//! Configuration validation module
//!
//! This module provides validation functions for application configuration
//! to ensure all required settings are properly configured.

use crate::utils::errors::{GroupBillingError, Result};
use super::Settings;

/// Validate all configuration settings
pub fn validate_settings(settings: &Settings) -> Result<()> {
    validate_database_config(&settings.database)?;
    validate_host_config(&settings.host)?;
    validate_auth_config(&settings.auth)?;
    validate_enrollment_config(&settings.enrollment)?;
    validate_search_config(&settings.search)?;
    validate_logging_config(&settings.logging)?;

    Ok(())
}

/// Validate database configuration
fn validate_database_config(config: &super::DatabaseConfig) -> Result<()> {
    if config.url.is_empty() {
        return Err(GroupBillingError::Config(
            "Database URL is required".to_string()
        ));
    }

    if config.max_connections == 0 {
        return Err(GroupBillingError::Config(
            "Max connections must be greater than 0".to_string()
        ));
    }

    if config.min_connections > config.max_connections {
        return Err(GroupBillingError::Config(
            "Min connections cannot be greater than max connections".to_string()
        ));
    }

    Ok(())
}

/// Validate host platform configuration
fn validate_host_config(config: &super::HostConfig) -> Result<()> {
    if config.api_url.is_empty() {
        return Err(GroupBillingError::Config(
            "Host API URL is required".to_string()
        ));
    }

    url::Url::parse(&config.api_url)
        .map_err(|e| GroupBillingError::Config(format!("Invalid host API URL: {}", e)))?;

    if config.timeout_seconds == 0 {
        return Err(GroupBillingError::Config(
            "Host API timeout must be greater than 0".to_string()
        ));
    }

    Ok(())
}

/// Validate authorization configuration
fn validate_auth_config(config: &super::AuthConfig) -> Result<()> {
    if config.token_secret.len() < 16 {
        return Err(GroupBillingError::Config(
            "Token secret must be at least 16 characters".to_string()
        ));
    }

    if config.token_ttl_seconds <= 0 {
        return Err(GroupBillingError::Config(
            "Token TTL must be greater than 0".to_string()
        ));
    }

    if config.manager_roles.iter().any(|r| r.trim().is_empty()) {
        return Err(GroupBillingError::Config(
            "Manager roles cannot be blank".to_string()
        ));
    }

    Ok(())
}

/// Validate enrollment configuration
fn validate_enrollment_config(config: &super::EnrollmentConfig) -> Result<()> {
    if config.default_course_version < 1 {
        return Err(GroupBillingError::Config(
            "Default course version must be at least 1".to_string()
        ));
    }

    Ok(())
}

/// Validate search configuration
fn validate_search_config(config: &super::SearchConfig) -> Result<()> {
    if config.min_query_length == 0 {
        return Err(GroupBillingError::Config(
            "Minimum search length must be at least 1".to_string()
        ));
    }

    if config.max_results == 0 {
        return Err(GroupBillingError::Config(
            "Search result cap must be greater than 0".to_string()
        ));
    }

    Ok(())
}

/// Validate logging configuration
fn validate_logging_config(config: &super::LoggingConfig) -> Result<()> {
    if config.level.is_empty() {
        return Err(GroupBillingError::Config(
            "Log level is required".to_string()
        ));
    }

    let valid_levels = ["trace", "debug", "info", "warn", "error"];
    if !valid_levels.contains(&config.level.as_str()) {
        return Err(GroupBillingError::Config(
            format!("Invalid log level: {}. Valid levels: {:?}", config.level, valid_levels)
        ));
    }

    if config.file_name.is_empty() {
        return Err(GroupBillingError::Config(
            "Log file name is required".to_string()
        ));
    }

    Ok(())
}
###
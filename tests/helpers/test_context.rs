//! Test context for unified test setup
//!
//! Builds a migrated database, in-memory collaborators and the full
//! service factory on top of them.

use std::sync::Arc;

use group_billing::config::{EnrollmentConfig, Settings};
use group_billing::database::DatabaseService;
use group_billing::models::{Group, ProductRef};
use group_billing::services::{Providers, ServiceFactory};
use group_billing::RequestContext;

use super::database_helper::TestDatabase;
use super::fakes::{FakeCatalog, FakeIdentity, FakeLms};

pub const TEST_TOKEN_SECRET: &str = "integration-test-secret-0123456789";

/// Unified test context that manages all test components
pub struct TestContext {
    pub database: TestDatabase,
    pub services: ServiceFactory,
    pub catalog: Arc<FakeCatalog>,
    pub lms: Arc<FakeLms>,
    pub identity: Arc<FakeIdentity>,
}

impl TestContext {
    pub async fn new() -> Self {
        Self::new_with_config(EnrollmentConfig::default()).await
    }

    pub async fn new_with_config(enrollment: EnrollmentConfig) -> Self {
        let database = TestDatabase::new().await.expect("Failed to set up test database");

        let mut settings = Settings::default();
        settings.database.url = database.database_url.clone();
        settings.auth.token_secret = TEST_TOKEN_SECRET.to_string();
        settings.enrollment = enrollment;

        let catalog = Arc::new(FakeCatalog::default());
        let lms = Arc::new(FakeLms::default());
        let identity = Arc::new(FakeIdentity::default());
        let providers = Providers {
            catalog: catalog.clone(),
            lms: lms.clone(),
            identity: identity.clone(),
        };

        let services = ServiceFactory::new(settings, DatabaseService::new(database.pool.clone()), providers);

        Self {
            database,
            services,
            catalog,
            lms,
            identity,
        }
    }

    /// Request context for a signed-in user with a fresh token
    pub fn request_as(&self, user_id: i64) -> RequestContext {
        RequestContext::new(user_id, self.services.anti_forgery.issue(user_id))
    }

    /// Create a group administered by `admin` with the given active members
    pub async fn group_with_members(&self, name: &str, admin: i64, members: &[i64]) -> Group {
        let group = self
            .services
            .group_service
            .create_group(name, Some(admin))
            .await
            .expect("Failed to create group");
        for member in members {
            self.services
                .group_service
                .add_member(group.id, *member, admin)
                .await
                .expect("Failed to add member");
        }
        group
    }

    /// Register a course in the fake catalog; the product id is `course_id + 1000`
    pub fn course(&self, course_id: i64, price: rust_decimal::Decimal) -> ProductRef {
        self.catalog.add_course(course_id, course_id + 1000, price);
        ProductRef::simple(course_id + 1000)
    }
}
###
YOUR TASK
What is the number of lines in the records that contain "least"? Give that number only.

EXERCISE RESULT
3